**Given data**.

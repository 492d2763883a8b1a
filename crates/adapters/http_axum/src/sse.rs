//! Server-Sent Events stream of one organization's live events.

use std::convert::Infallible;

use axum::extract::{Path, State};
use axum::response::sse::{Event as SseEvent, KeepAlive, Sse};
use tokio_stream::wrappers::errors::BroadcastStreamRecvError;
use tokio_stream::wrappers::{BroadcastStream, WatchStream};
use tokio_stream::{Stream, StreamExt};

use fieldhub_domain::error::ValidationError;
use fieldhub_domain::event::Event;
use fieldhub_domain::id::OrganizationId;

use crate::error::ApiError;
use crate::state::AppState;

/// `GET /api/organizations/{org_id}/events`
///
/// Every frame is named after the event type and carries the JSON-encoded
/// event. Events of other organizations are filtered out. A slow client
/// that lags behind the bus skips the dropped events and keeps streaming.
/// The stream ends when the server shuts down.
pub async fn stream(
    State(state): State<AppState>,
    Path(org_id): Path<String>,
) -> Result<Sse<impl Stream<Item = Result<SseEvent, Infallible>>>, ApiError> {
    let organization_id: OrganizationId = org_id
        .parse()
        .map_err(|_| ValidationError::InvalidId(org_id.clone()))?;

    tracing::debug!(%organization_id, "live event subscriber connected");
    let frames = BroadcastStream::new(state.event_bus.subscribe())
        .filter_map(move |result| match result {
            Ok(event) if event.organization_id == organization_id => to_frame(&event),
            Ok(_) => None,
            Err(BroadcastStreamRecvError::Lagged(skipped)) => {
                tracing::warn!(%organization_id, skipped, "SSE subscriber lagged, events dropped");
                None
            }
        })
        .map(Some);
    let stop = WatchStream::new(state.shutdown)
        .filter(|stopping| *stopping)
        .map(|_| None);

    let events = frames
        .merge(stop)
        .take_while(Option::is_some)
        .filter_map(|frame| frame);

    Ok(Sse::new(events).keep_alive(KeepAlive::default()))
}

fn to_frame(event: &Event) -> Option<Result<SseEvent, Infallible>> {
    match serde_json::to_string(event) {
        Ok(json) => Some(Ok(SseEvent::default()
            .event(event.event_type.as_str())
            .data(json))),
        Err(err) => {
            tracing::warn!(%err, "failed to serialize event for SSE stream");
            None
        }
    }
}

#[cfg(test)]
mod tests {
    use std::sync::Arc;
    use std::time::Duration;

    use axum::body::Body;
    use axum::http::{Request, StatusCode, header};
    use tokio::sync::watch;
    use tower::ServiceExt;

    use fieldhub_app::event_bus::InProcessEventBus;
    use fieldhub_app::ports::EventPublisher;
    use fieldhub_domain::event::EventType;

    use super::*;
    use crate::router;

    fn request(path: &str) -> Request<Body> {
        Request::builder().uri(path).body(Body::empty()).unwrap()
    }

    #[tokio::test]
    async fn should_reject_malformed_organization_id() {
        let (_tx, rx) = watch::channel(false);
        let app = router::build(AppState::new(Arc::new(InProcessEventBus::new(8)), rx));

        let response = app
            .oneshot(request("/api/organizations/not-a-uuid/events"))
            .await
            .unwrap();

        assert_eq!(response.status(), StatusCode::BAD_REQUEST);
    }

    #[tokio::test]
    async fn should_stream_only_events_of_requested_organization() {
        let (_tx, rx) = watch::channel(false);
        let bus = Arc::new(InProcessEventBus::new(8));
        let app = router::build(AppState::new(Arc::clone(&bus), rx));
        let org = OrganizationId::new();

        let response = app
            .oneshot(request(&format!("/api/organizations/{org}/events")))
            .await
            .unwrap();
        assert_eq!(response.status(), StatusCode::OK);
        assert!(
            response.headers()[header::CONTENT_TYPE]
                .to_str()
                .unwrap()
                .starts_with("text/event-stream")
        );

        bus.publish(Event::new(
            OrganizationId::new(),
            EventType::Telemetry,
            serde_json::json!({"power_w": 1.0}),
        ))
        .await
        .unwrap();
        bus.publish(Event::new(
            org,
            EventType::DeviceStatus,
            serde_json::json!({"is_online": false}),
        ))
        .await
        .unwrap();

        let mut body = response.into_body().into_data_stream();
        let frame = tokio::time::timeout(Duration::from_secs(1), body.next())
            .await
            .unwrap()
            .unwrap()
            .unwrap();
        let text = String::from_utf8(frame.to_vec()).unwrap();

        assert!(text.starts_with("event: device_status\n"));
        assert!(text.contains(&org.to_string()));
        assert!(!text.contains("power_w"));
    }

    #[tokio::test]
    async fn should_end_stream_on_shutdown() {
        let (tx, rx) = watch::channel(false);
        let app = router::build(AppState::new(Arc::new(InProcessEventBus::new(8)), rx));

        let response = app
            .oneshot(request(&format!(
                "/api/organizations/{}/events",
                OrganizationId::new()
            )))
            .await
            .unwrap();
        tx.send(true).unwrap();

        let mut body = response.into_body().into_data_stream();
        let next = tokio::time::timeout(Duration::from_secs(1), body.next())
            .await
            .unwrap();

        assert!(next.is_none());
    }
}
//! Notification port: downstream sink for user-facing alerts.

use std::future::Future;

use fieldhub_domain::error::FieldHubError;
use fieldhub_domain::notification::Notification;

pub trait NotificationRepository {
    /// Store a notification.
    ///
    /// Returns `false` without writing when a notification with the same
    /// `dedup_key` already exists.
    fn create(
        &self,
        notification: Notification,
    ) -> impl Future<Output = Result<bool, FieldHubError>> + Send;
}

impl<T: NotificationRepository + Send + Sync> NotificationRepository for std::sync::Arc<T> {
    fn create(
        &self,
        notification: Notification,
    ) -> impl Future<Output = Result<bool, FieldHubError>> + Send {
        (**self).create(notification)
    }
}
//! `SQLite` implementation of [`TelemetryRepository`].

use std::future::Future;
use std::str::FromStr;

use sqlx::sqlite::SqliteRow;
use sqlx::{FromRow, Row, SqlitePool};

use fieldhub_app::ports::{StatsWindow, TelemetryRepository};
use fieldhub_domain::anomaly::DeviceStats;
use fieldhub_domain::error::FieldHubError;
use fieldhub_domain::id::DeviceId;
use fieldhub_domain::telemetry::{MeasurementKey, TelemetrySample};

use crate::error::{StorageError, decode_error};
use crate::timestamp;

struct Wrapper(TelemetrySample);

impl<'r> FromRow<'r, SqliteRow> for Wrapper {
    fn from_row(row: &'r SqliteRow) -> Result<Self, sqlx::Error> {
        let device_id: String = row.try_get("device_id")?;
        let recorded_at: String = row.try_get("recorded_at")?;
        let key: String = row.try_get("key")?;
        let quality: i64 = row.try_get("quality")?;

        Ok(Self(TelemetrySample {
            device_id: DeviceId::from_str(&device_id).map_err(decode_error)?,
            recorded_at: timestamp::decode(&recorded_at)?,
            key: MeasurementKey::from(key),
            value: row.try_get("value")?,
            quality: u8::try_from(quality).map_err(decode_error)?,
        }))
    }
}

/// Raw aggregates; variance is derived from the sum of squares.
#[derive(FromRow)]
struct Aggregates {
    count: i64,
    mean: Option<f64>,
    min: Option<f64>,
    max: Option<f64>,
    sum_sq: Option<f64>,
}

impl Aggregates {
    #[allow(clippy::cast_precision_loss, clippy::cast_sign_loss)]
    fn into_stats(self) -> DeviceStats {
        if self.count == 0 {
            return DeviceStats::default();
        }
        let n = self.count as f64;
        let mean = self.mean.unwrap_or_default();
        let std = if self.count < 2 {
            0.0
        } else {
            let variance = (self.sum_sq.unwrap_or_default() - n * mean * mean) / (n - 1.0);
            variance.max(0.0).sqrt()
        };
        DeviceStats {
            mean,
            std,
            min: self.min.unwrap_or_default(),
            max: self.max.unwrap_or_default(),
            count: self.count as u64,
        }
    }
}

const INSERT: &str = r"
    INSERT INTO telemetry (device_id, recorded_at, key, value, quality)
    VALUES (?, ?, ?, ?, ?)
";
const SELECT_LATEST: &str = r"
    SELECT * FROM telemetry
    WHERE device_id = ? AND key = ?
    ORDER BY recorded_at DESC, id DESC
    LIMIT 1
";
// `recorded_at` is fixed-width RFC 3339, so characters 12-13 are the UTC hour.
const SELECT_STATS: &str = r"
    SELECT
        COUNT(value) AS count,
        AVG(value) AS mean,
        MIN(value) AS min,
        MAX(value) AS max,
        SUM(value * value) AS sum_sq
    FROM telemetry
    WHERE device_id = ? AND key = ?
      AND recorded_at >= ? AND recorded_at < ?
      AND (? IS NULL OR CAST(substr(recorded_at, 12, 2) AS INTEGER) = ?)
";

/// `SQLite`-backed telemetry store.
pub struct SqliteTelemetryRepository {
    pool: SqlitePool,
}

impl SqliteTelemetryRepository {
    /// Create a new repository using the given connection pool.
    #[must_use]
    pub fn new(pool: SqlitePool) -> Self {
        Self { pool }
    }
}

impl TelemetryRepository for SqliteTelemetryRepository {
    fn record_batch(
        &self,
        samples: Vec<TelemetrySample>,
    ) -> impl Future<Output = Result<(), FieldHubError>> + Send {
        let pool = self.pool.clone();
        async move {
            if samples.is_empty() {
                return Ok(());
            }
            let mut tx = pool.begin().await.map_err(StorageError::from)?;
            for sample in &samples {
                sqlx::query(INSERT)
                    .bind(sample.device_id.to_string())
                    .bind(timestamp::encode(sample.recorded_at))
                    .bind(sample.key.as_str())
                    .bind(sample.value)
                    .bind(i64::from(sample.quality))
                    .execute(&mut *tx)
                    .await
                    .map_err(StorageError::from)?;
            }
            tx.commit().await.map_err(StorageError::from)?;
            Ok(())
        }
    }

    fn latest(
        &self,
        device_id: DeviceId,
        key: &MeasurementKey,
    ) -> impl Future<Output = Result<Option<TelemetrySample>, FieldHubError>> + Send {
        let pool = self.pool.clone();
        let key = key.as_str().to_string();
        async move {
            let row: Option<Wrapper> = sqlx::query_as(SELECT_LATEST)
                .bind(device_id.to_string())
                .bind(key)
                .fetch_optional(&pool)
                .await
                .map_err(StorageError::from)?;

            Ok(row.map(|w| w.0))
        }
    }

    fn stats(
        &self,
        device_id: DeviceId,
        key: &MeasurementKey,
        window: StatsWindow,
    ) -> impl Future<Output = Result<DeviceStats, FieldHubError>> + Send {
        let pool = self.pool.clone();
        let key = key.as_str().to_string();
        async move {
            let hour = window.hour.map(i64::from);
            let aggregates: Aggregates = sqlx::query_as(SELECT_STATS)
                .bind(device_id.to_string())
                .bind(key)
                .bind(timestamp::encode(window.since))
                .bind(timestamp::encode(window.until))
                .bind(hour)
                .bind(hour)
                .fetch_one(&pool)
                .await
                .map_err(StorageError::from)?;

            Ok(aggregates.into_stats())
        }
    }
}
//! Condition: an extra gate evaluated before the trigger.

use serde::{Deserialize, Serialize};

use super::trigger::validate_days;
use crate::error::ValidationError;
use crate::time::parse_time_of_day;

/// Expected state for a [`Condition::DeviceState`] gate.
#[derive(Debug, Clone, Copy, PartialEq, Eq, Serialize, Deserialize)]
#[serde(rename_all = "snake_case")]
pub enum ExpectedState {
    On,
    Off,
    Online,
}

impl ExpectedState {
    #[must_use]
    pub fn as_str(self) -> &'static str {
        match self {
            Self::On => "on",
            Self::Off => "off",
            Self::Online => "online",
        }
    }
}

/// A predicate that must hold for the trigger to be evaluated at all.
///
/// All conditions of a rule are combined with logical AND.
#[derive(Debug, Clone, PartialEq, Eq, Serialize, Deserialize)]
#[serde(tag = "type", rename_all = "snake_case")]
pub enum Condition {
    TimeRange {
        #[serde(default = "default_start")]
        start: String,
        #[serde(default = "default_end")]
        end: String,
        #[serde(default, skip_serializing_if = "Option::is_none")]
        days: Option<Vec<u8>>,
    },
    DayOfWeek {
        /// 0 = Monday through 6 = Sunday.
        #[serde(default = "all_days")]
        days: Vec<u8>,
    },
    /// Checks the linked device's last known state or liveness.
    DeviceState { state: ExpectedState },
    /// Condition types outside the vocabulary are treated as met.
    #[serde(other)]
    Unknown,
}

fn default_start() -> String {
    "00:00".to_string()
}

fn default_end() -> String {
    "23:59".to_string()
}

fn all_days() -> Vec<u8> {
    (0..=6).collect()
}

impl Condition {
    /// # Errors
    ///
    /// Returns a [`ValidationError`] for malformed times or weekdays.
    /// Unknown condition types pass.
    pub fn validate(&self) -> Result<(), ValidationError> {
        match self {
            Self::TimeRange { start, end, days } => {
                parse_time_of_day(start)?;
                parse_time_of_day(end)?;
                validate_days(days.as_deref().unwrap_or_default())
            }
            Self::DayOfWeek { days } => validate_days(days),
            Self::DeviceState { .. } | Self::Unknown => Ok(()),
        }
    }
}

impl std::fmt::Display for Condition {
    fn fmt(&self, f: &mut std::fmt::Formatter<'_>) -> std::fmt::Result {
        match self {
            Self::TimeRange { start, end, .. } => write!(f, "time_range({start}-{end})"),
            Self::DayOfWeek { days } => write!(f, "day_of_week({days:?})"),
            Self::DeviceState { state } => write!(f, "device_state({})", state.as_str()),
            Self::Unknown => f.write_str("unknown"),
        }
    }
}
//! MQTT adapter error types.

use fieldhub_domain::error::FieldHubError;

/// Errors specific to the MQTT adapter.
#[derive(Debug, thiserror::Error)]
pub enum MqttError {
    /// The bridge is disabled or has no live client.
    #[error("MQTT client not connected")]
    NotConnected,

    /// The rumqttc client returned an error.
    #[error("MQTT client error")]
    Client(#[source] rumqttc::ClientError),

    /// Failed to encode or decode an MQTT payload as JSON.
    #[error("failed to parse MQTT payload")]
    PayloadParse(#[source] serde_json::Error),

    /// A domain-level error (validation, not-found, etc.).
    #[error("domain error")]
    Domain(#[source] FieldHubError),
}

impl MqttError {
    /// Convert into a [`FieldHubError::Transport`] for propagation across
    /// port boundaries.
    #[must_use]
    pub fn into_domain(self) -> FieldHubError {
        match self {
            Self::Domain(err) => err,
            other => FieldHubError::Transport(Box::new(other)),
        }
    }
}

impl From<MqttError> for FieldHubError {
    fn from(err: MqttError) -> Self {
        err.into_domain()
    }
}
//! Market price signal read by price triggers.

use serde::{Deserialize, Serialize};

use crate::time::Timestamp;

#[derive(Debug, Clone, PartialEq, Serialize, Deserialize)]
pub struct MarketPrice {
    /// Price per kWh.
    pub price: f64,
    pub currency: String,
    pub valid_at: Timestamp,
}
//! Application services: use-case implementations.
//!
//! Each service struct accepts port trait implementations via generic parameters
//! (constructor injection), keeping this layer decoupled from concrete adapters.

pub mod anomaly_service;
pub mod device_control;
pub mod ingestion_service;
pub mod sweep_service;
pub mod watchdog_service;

--

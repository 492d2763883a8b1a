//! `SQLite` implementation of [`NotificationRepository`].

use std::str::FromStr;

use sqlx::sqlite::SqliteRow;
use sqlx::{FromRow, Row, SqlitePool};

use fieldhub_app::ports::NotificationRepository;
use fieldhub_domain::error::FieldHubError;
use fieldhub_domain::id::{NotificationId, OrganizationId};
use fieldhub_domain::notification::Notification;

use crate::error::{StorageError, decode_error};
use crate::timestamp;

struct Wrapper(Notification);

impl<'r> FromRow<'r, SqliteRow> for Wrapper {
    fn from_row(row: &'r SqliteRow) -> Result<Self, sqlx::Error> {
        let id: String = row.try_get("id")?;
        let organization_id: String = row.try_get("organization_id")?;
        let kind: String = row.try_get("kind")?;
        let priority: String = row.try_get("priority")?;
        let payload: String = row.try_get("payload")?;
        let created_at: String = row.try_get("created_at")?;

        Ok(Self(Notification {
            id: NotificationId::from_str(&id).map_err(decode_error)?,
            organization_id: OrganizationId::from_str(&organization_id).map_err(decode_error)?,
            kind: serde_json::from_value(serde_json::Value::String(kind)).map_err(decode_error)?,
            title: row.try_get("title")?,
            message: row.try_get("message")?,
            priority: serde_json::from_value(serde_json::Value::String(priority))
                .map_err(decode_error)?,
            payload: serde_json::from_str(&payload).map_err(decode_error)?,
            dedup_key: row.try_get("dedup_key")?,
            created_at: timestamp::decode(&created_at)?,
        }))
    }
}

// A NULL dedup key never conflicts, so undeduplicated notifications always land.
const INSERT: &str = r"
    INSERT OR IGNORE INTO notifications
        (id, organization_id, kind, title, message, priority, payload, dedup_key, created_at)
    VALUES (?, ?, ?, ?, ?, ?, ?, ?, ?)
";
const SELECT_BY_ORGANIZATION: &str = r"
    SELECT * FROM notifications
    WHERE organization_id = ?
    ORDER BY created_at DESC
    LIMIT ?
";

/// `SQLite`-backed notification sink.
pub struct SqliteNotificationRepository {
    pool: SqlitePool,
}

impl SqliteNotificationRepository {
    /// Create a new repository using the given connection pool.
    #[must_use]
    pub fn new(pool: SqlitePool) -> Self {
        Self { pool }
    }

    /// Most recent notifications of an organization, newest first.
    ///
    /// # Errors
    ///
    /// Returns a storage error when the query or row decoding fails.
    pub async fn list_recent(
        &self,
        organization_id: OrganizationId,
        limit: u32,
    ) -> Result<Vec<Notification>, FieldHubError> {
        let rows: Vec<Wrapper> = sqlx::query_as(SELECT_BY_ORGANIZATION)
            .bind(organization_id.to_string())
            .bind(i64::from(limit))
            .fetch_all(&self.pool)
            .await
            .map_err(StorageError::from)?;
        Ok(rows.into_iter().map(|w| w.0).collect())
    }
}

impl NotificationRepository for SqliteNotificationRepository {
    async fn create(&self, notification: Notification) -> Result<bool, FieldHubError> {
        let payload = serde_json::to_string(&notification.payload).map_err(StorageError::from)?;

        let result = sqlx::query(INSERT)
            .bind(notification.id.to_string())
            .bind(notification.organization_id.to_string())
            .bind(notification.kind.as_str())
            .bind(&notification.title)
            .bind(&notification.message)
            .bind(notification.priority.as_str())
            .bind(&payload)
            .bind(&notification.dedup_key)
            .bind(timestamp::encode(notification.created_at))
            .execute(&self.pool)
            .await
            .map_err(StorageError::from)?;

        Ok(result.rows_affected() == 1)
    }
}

**What needs to be done**.
Transcribe each line of the data above, unaltered, from the one where "let frames = BroadcastStream::new(state.event_bus.subscribe())" appears to the one where "fn request(path: &str)" appears, inclusive of both.

**Expected answer**.
    let frames = BroadcastStream::new(state.event_bus.subscribe())
        .filter_map(move |result| match result {
            Ok(event) if event.organization_id == organization_id => to_frame(&event),
            Ok(_) => None,
            Err(BroadcastStreamRecvError::Lagged(skipped)) => {
                tracing::warn!(%organization_id, skipped, "SSE subscriber lagged, events dropped");
                None
            }
        })
        .map(Some);
    let stop = WatchStream::new(state.shutdown)
        .filter(|stopping| *stopping)
        .map(|_| None);

    let events = frames
        .merge(stop)
        .take_while(Option::is_some)
        .filter_map(|frame| frame);

    Ok(Sse::new(events).keep_alive(KeepAlive::default()))
}

fn to_frame(event: &Event) -> Option<Result<SseEvent, Infallible>> {
    match serde_json::to_string(event) {
        Ok(json) => Some(Ok(SseEvent::default()
            .event(event.event_type.as_str())
            .data(json))),
        Err(err) => {
            tracing::warn!(%err, "failed to serialize event for SSE stream");
            None
        }
    }
}

#[cfg(test)]
mod tests {
    use std::sync::Arc;
    use std::time::Duration;

    use axum::body::Body;
    use axum::http::{Request, StatusCode, header};
    use tokio::sync::watch;
    use tower::ServiceExt;

    use fieldhub_app::event_bus::InProcessEventBus;
    use fieldhub_app::ports::EventPublisher;
    use fieldhub_domain::event::EventType;

    use super::*;
    use crate::router;

    fn request(path: &str) -> Request<Body> {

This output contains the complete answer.